During his seven-year stay in Brazil, Maurits rebuilt Recife and founded a new town (Mauritsstad) on the neighboring island of Antônio Vaz. He also built two country houses (Vrijburg and Boa Vista) on the island. On his properties he collected a wide variety of Brazilian flora and fauna. Maurits brought with him to America a large entourage of scholars, artists, and craftsmen. The most important were Georg Marcgraf (1610–1644), the German naturalist and astronomer; Willem Piso (1611–1678), the governor-general's personal physician, who published on tropical medicine and diseases; the landscape painter Frans Post (1612–1680); and Albert Eckhout (ca. 1610–1665), whose paintings depicted Brazilians and the country's animals and plants. Also of interest are the paintings by the amateur Zacharias Wagener, a German soldier in the service of the Dutch West India Company.

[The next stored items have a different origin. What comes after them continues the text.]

//! Export driver (`spec.md` §4.6, §5): ties region selection, per-column
//! population, region I/O, and the world descriptor together.

pub mod coordinate;
pub mod descriptor;
pub mod population;
pub mod worker_pool;

use std::collections::HashMap;
use std::path::Path;
use std::sync::atomic::{AtomicBool, AtomicU64, Ordering};
use std::sync::{Arc, Mutex};

use rayon::prelude::*;
use tracing::{debug, info, warn};
use uuid::Uuid;

use crate::chunk::{Chunk, Entity};
use crate::config::ExportConfig;
use crate::editor::{ChunkWorld, Dimension, DimensionAnchor, Tile, World};
use crate::error::{Error, Result};
use crate::geometry::{RegionIndex, Vec2};
use crate::region::IndexedStorageFile;

use coordinate::{block_offset, owning_tile, regions_for_tiles, CHUNK_SIZE, REGION_CHUNKS};
use population::{emit_spawn_if_present, populate_chunk, ChunkContext};

/// Snapshot of the monotonic counters an export run accumulates (`spec.md` §5).
#[derive(Debug, Default, Clone, Copy)]
pub struct Stats {
    pub chunks_written: u64,
    pub regions_written: u64,
    pub surface_area: u64,
}

/// Mutex-guarded monotonic counters, added to from any worker (`spec.md` §5
/// "Stats accumulator: accessed under a mutex; only monotonic counters are added").
#[derive(Default)]
struct StatsAccumulator {
    chunks_written: AtomicU64,
    regions_written: AtomicU64,
    surface_area: AtomicU64,
}

impl StatsAccumulator {
    fn snapshot(&self) -> Stats {
        Stats {
            chunks_written: self.chunks_written.load(Ordering::Relaxed),
            regions_written: self.regions_written.load(Ordering::Relaxed),
            surface_area: self.surface_area.load(Ordering::Relaxed),
        }
    }
}

/// Cooperative cancellation, checked at region boundaries and every 32nd
/// chunk within a region (`spec.md` §5).
#[derive(Clone, Default)]
pub struct CancellationToken(Arc<AtomicBool>);

impl CancellationToken {
    pub fn new() -> Self {
        Self::default()
    }

    pub fn cancel(&self) {
        self.0.store(true, Ordering::SeqCst);
    }

    pub fn is_cancelled(&self) -> bool {
        self.0.load(Ordering::SeqCst)
    }
}

/// Drives a full world export for one [`World`] implementation (`spec.md` §4.6).
pub struct ExportDriver<'a, W: World> {
    world: &'a W,
    config: ExportConfig,
    cancel: CancellationToken,
}

impl<'a, W> ExportDriver<'a, W>
where
    W: World + Sync,
    W::Dimension: Sync,
    <W::Dimension as Dimension>::Tile: Sync,
{
    pub fn new(world: &'a W, config: ExportConfig) -> Self {
        Self { world, config, cancel: CancellationToken::new() }
    }

    pub fn cancellation_token(&self) -> CancellationToken {
        self.cancel.clone()
    }

    /// Exports every dimension the world exposes into `world_dir`, then
    /// writes the world descriptor (`spec.md` §4.6 "World descriptor").
    pub fn run(&self, world_dir: &Path) -> Result<Stats> {
        let chunks_dir = world_dir.join("chunks");
        std::fs::create_dir_all(&chunks_dir).map_err(|e| Error::io(&chunks_dir, e))?;

        let stats = StatsAccumulator::default();
        let abort: Arc<Mutex<Option<Error>>> = Arc::new(Mutex::new(None));

        let mut surface_offset = Vec2(0, 0);
        let mut seed = 0i64;

        if let Some(dim) = self.world.dimension(DimensionAnchor::Surface) {
            seed = dim.minecraft_seed();
            surface_offset = self.export_dimension(dim, None, &chunks_dir, &stats, &abort)?;
        }
        if let Some(dim) = self.world.dimension(DimensionAnchor::Ceiling) {
            let ceiling_height = dim.ceiling_height().or(self.config.ceiling_height);
            self.export_dimension(dim, ceiling_height, &chunks_dir, &stats, &abort)?;
        }

        if let Some(err) = abort.lock().unwrap().take() {
            return Err(err);
        }

        let spawn_point = match self.world.spawn_point() {
            Some((sx, sz)) => {
                let tx = sx + surface_offset.0;
                let tz = sz + surface_offset.1;
                let h = self.spawn_height(tx, tz);
                (tx, h + 1, tz)
            }
            None => (0, 64, 0),
        };

        let descriptor = descriptor::WorldDescriptor {
            uuid: self
                .world
                .attribute("uuid")
                .and_then(|raw| Uuid::parse_str(&raw).ok())
                .unwrap_or_else(Uuid::new_v4),
            seed,
            game_type: self.world.game_type(),
            spawn_point,
        };
        descriptor::write_config_json(world_dir, &descriptor)?;
        descriptor::write_resource_files(world_dir)?;

        let snapshot = stats.snapshot();
        info!(chunks = snapshot.chunks_written, regions = snapshot.regions_written, "export finished");
        Ok(snapshot)
    }

    /// Best-effort height lookup for the spawn column, used only to place the
    /// descriptor's `SpawnPoint.y` (`spec.md` §4.6 scenario 5).
    fn spawn_height(&self, world_x: i32, world_z: i32) -> i32 {
        let Some(dim) = self.world.dimension(DimensionAnchor::Surface) else { return 63 };
        let offset = block_offset(dim.tile_coords());
        let hcx = world_x.div_euclid(CHUNK_SIZE);
        let hcz = world_z.div_euclid(CHUNK_SIZE);
        let ((tx, tz), (local_x, local_z)) = owning_tile(hcx, hcz, offset);
        let col_x = world_x - hcx * CHUNK_SIZE;
        let col_z = world_z - hcz * CHUNK_SIZE;
        dim.get_tile(tx, tz).map(|tile| tile.get_height(local_x + col_x, local_z + col_z)).unwrap_or(63)
    }

    /// Exports one dimension's tiles, returning the `block_offset` used to
    /// center it (`spec.md` §4.6 "Coordinate mapping").
    fn export_dimension(
        &self,
        dim: &W::Dimension,
        ceiling_height: Option<i32>,
        chunks_dir: &Path,
        stats: &StatsAccumulator,
        abort: &Arc<Mutex<Option<Error>>>,
    ) -> Result<Vec2> {
        let tiles = dim.tile_coords();
        if tiles.is_empty() {
            return Ok(Vec2(0, 0));
        }
        let offset = block_offset(tiles.iter().copied());
        let regions: Vec<RegionIndex> = regions_for_tiles(tiles.iter().copied(), offset).into_iter().collect();
        if regions.is_empty() {
            return Ok(offset);
        }

        let has_custom_objects = dim.custom_object_layer_count() > 0;
        let cap = worker_pool::resolve_cap(self.config.worker_cap, self.config.heap_max_bytes, regions.len(), has_custom_objects, chunks_dir)?;
        let pool = worker_pool::build_pool(cap)?;

        pool.install(|| {
            regions.par_iter().for_each(|&region| {
                if self.cancel.is_cancelled() || abort.lock().unwrap().is_some() {
                    return;
                }
                if let Err(err) = self.export_region(dim, region, offset, ceiling_height, chunks_dir, stats) {
                    let mut guard = abort.lock().unwrap();
                    if guard.is_none() {
                        *guard = Some(err);
                    }
                }
            });
        });

        Ok(offset)
    }

    fn export_region(
        &self,
        dim: &W::Dimension,
        region: RegionIndex,
        offset: Vec2,
        ceiling_height: Option<i32>,
        chunks_dir: &Path,
        stats: &StatsAccumulator,
    ) -> Result<()> {
        if self.cancel.is_cancelled() {
            return Err(Error::Cancelled);
        }

        let path = chunks_dir.join(format!("{}.{}.region.bin", region.0, region.1));
        let mut file = IndexedStorageFile::create(&path, self.config.blob_count, self.config.segment_size)?;
        let min_y = dim.min_height();
        let max_y = dim.max_height();

        let custom_layers = dim.custom_object_layers();
        let mut populated_any = false;
        let mut checked = 0u32;

        if custom_layers.is_empty() {
            // No collaborator needs the whole-region view, so chunks are
            // written to the region file as soon as each is populated
            // instead of buffered (`spec.md` §5: bounds memory).
            for lz in 0..REGION_CHUNKS {
                for lx in 0..REGION_CHUNKS {
                    checked += 1;
                    if checked % 32 == 0 && self.cancel.is_cancelled() {
                        return Err(Error::Cancelled);
                    }

                    let hcx = region.0 * REGION_CHUNKS + lx;
                    let hcz = region.1 * REGION_CHUNKS + lz;
                    let ((tx, tz), (local_x, local_z)) = owning_tile(hcx, hcz, offset);
                    let Some(tile) = dim.get_tile(tx, tz) else { continue };

                    let chunk = self.populate_one_chunk(dim, tile, hcx, hcz, local_x, local_z, offset, ceiling_height, min_y, max_y)?;

                    file.write_chunk(lx as u32, lz as u32, &chunk, self.config.zstd_level, self.config.lighting)?;
                    stats.chunks_written.fetch_add(1, Ordering::Relaxed);
                    stats.surface_area.fetch_add(1024, Ordering::Relaxed);
                    populated_any = true;
                }
            }
        } else {
            let mut chunks: HashMap<(i32, i32), Chunk> = HashMap::new();

            for lz in 0..REGION_CHUNKS {
                for lx in 0..REGION_CHUNKS {
                    checked += 1;
                    if checked % 32 == 0 && self.cancel.is_cancelled() {
                        return Err(Error::Cancelled);
                    }

                    let hcx = region.0 * REGION_CHUNKS + lx;
                    let hcz = region.1 * REGION_CHUNKS + lz;
                    let ((tx, tz), (local_x, local_z)) = owning_tile(hcx, hcz, offset);
                    let Some(tile) = dim.get_tile(tx, tz) else { continue };

                    let chunk = self.populate_one_chunk(dim, tile, hcx, hcz, local_x, local_z, offset, ceiling_height, min_y, max_y)?;

                    populated_any = true;
                    chunks.insert((hcx, hcz), chunk);
                }
            }

            if !populated_any {
                return Ok(());
            }

            self.run_custom_object_layers(dim, region, &custom_layers, &mut chunks);

            for lz in 0..REGION_CHUNKS {
                for lx in 0..REGION_CHUNKS {
                    let hcx = region.0 * REGION_CHUNKS + lx;
                    let hcz = region.1 * REGION_CHUNKS + lz;
                    if let Some(chunk) = chunks.remove(&(hcx, hcz)) {
                        file.write_chunk(lx as u32, lz as u32, &chunk, self.config.zstd_level, self.config.lighting)?;
                        stats.chunks_written.fetch_add(1, Ordering::Relaxed);
                        stats.surface_area.fetch_add(1024, Ordering::Relaxed);
                    }
                }
            }
        }

        if !populated_any {
            return Ok(());
        }

        file.flush()?;
        stats.regions_written.fetch_add(1, Ordering::Relaxed);
        debug!(rx = region.0, rz = region.1, "region export complete");
        Ok(())
    }

    /// Populates one chunk: base terrain (`population::populate_chunk`),
    /// optional ceiling pass, and spawn marker emission.
    #[allow(clippy::too_many_arguments)]
    fn populate_one_chunk(
        &self,
        dim: &W::Dimension,
        tile: &<W::Dimension as Dimension>::Tile,
        hcx: i32,
        hcz: i32,
        local_x: i32,
        local_z: i32,
        offset: Vec2,
        ceiling_height: Option<i32>,
        min_y: i32,
        max_y: i32,
    ) -> Result<Chunk> {
        let mut chunk = Chunk::new(hcx, hcz, min_y, max_y);
        let world_origin = (hcx * CHUNK_SIZE, hcz * CHUNK_SIZE);
        let ctx = ChunkContext {
            tile,
            tile_local_origin: (local_x, local_z),
            seed: dim.minecraft_seed(),
            world_origin,
            min_y,
            max_y,
        };
        populate_chunk(&mut chunk, &ctx)?;

        if let Some(ceiling) = ceiling_height {
            populate_ceiling_pass(&mut chunk, tile, (local_x, local_z), ceiling, min_y)?;
        }

        if let Some((sx, sz)) = self.world.spawn_point() {
            let translated = (sx + offset.0, sz + offset.1);
            emit_spawn_if_present(&mut chunk, Some(translated), world_origin)?;
        }

        Ok(chunk)
    }

    /// Invokes every custom-object layer over this region's rectangle,
    /// discarding out-of-region fixups with a log note (`spec.md` §6, §9).
    fn run_custom_object_layers(
        &self,
        dim: &W::Dimension,
        region: RegionIndex,
        layers: &[&dyn crate::editor::PrefabEditor],
        chunks: &mut HashMap<(i32, i32), Chunk>,
    ) {
        let bounds = crate::geometry::Rect {
            min: crate::geometry::Column(region.0 * REGION_CHUNKS, region.1 * REGION_CHUNKS),
            max: crate::geometry::Column((region.0 + 1) * REGION_CHUNKS - 1, (region.1 + 1) * REGION_CHUNKS - 1),
        };
        let area = bounds;
        let (min_y, max_y) = (dim.min_height(), dim.max_height());

        for layer in layers {
            let mut view = RegionChunkWorld { chunks: &mut *chunks, min_y, max_y };
            let fixups = layer.add_features(area, bounds, &mut view);
            for fixup in fixups {
                let hcx = fixup.x.div_euclid(CHUNK_SIZE);
                let hcz = fixup.z.div_euclid(CHUNK_SIZE);
                if hcx < bounds.min.0 || hcx > bounds.max.0 || hcz < bounds.min.1 || hcz > bounds.max.1 {
                    warn!(note = %fixup.note, x = fixup.x, y = fixup.y, z = fixup.z, "discarding out-of-region fixup");
                }
            }
        }
    }
}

After more than seven years of rule, Maurits, greatly beloved by the populace of Dutch Brazil, was recalled by the directors of the Dutch West India Company. He left for Europe in May of 1644. He became stadholder of Cleves (1647–1679) and was made a prince of the Holy Roman Empire in 1652. He served in various Dutch military posts, distinguishing himself in battle as late as 1674.

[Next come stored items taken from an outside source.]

//! Per-section `Fluid` document (`spec.md` §4.4).

use crate::chunk::Section;
use crate::codec::voxel;
use crate::registry::block;

/// Builds the `Data` payload for one section's `Fluid` component. Always a
/// `HalfByte` voxel palette when non-empty — fluid cardinality per section
/// is bounded well under 16 in practice and the format pins the type rather
/// than selecting it by cardinality, unlike the block/rotation palettes.
pub fn encode(section: &Section) -> Vec<u8> {
    let mut out = Vec::new();

    if section.is_all_empty_fluids() {
        out.push(0u8);
        out.push(0u8); // bool false
        return out;
    }

    let palette = section.fluid_palette();
    let indices = section.fluid_indices();
    let counts = voxel::occurrence_counts(indices, palette.len());

    out.push(voxel::PaletteType::HalfByte as u8);
    let ids: Vec<&str> = palette.iter().map(String::as_str).collect();
    voxel::write_string_palette(&mut out, &ids, &counts);
    out.extend_from_slice(&voxel::encode_indices_halfbyte(indices));

    out.push(1u8); // has_levels = true

    let levels: Vec<u8> = (0..indices.len())
        .map(|i| {
            let stored = section.fluid_levels()[i];
            if stored == 0 && indices[i] != 0 {
                block::default_level(&palette[indices[i] as usize])
            } else {
                stored
            }
        })
        .collect();
    out.extend_from_slice(&voxel::encode_fluid_levels(&levels));

    out
}

const SECTION_VOXELS: usize = crate::chunk::section::SECTION_VOXELS;

/// Reverses [`encode`], returning `(fluid_palette, fluid_index, fluid_level)`
/// ready for [`Section::from_raw`](crate::chunk::Section).
pub fn decode(data: &[u8]) -> crate::error::Result<(Vec<String>, Vec<u16>, Vec<u8>)> {
    if data[0] == 0 {
        return Ok((vec!["Empty".to_string()], vec![0u16; SECTION_VOXELS], vec![0u8; SECTION_VOXELS]));
    }

    let mut cursor = 1usize;
    let entries = voxel::read_string_palette(data, &mut cursor)?;
    let palette: Vec<String> = entries.into_iter().map(|(id, _)| id).collect();

    let index_len = SECTION_VOXELS.div_ceil(2);
    let fluid_index = voxel::decode_indices_halfbyte(&data[cursor..cursor + index_len], SECTION_VOXELS);
    cursor += index_len;

    cursor += 1; // has_levels
    let fluid_level = voxel::decode_fluid_levels(&data[cursor..], SECTION_VOXELS);

    Ok((palette, fluid_index, fluid_level))
}

#[cfg(test)]
mod tests {
    use super::*;

    #[test]
    fn no_fluid_section_is_minimal() {
        let section = Section::new();
        assert_eq!(encode(&section), vec![0u8, 0u8]);
    }

    #[test]
    fn single_water_voxel_defaults_to_level_one() {
        let mut section = Section::new();
        section.set_fluid(0, 0, 0, "Water_Source", 0).unwrap();
        let data = encode(&section);
        assert_eq!(data[0], voxel::PaletteType::HalfByte as u8);
        // palette size 2 (Empty, Water_Source)
        let palette_size = u16::from_le_bytes([data[1], data[2]]);
        assert_eq!(palette_size, 2);

        // 32768 voxels packed 2-per-byte = 16384 bytes of index stream.
        let mut cursor = 3usize;
        cursor += 1 + 2 + 12 + 2; // Empty entry: index, utf len+bytes, count
        cursor += 1 + 2 + 13 + 2; // Water_Source entry
        let index_stream_len = section.block_indices().len().div_ceil(2);
        assert_eq!(index_stream_len, 16384);
        cursor += index_stream_len;
        assert_eq!(data[cursor], 1); // has_levels
        cursor += 1;
        let levels = &data[cursor..];
        assert_eq!(levels.len(), 16384);
        // voxel 0 is even -> low nibble of byte 0.
        assert_eq!(levels[0] & 0xF, 1);
    }

    #[test]
    fn decode_reverses_encode() {
        let mut section = Section::new();
        section.set_fluid(0, 0, 0, "Water_Source", 5).unwrap();
        section.set_fluid(1, 0, 0, "Lava_Source", 3).unwrap();
        let data = encode(&section);
        let (palette, fluid_index, fluid_level) = decode(&data).unwrap();
        assert_eq!(palette, section.fluid_palette().to_vec());
        assert_eq!(fluid_index, section.fluid_indices());
        assert_eq!(fluid_level, section.fluid_levels());
    }
}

See alsoDutch in Colonial Brazil .

BIBLIOGRAPHY

José Antônio Gonsalves de Mello, Tempo dos flamengos: Influencia da ocupaçao Holandesa na vida e na cultura do norte do Brasil (1947).

Pieter J. Bouman, Johan Maurits van Nassau, de Braziliaan (1947).

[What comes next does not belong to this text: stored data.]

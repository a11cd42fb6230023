//! `EnvironmentChunk` (`spec.md` §4.4).

use crate::chunk::Chunk;
use crate::codec::{read_utf, write_utf};
use crate::registry::{biome, environment};

fn resolve_env_id(name: &str) -> i32 {
    environment::by_name(name)
        .map(|e| e.id as i32)
        .or_else(|| environment::by_name(environment::DEFAULT).map(|e| e.id as i32))
        .expect("default environment must exist in the static table")
}

/// `i32 env_count`, per distinct environment `{i32 id, utf name}`, then
/// exactly 1024 column records `{i32 transition_count=0, i32 env_id}`.
pub fn encode(chunk: &Chunk) -> Vec<u8> {
    let columns: Vec<(i32, &str)> = (0..32)
        .flat_map(|z| (0..32).map(move |x| (x, z)))
        .map(|(x, z)| {
            let name = chunk.environment(x, z).unwrap();
            (resolve_env_id(name), name)
        })
        .collect();

    let mut distinct: Vec<(i32, &str)> = Vec::new();
    for &(id, name) in &columns {
        if !distinct.iter().any(|&(existing_id, _)| existing_id == id) {
            distinct.push((id, name));
        }
    }

    let mut out = Vec::new();
    out.extend_from_slice(&(distinct.len() as i32).to_le_bytes());
    for (id, name) in &distinct {
        out.extend_from_slice(&id.to_le_bytes());
        write_utf(&mut out, name);
    }

    for (id, _) in &columns {
        out.extend_from_slice(&0i32.to_le_bytes()); // transition_count
        out.extend_from_slice(&id.to_le_bytes());
    }

    out
}

/// Reverses [`encode`], returning `(environment_name, biome_name)` per column
/// in `z*32+x` order. The fixed component list has no dedicated biome field,
/// so `biome_name` is derived from the environment id via the registries'
/// 1:1 biome-to-environment mapping, falling back to [`biome::FALLBACK`]
/// when no biome claims that environment.
pub fn decode(data: &[u8]) -> crate::error::Result<Vec<(String, String)>> {
    use crate::error::Error;

    let env_count = i32::from_le_bytes(
        data.get(0..4)
            .ok_or_else(|| Error::Corruption("truncated environment chunk header".to_string()))?
            .try_into()
            .unwrap(),
    ) as usize;
    let mut cursor = 4usize;
    let mut by_id: Vec<(i32, String)> = Vec::with_capacity(env_count);
    for _ in 0..env_count {
        let id_bytes = data
            .get(cursor..cursor + 4)
            .ok_or_else(|| Error::Corruption("truncated environment table entry".to_string()))?;
        let id = i32::from_le_bytes(id_bytes.try_into().unwrap());
        cursor += 4;
        let name = read_utf(data, &mut cursor)?;
        by_id.push((id, name));
    }

    let mut out = Vec::with_capacity(1024);
    for _ in 0..1024 {
        cursor += 4; // transition_count
        let id_bytes = data
            .get(cursor..cursor + 4)
            .ok_or_else(|| Error::Corruption("truncated environment column record".to_string()))?;
        let id = i32::from_le_bytes(id_bytes.try_into().unwrap());
        cursor += 4;
        let env_name = by_id
            .iter()
            .find(|(eid, _)| *eid == id)
            .map(|(_, name)| name.clone())
            .unwrap_or_else(|| environment::DEFAULT.to_string());
        let biome_name = biome::BIOMES
            .iter()
            .find(|b| b.environment_id as i32 == id)
            .map(|b| b.name.to_string())
            .unwrap_or_else(|| biome::FALLBACK.to_string());
        out.push((env_name, biome_name));
    }
    Ok(out)
}

#[cfg(test)]
mod tests {
    use super::*;

    #[test]
    fn uniform_environment_dedupes_to_one_entry() {
        let chunk = Chunk::new(0, 0, 0, 320);
        let data = encode(&chunk);
        let env_count = i32::from_le_bytes(data[0..4].try_into().unwrap());
        assert_eq!(env_count, 1);
    }

    #[test]
    fn column_records_total_1024() {
        let mut chunk = Chunk::new(0, 0, 0, 320);
        chunk.set_environment(3, 3, "Env_Zone1_Ocean").unwrap();
        let data = encode(&chunk);
        let env_count = i32::from_le_bytes(data[0..4].try_into().unwrap()) as usize;
        assert_eq!(env_count, 2);
        // header consumed: env_count(4) + per-env (4 + 2 + name_len)
        let mut cursor = 4;
        for _ in 0..env_count {
            cursor += 4;
            let name_len = u16::from_le_bytes([data[cursor], data[cursor + 1]]) as usize;
            cursor += 2 + name_len;
        }
        let remaining = data.len() - cursor;
        assert_eq!(remaining, 1024 * 8);
    }

    #[test]
    fn decode_reverses_encode() {
        let mut chunk = Chunk::new(0, 0, 0, 320);
        chunk.set_environment(3, 3, "Env_Zone1_Ocean").unwrap();
        let data = encode(&chunk);
        let columns = decode(&data).unwrap();
        assert_eq!(columns.len(), 1024);
        let (env_name, biome_name) = &columns[3 * 32 + 3];
        assert_eq!(env_name, "Env_Zone1_Ocean");
        assert_eq!(biome_name, "Zone1_Ocean");
        let (env_name0, _) = &columns[0];
        assert_eq!(env_name0, environment::DEFAULT);
    }
}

Charles R. Boxer, The Dutch in Brazil, 1624–1654 (1957).

E. Van Den Boogaart, ed., Johan Maurits van Nassau-Siegen, 1604–1679: A Humanist Prince in Europe and Brazil (1979).

Hermann Wätjen, Das Hollandische Kolonialreich in Brasilien (1921).

Peter J. P. Whitehead and Marinus Boeseman, A Portrait of Dutch 17th Century Brazil: Animals, Plants, and People by the Artists of Johan Maurits of Nassau (1989).

Additional Bibliography

Herkenhoff, Paulo, and Evaldo Cabral de Mello. O Brasil e os holandeses, 1630–1654. Rio de Janeiro: Sextante Artes, 1999.

Mello, Evaldo Cabral de. O negócio do Brasil: Portugal, os Países Baixos e o Nordeste, 1641–1669. Rio de Janeiro: Topbooks, 1998.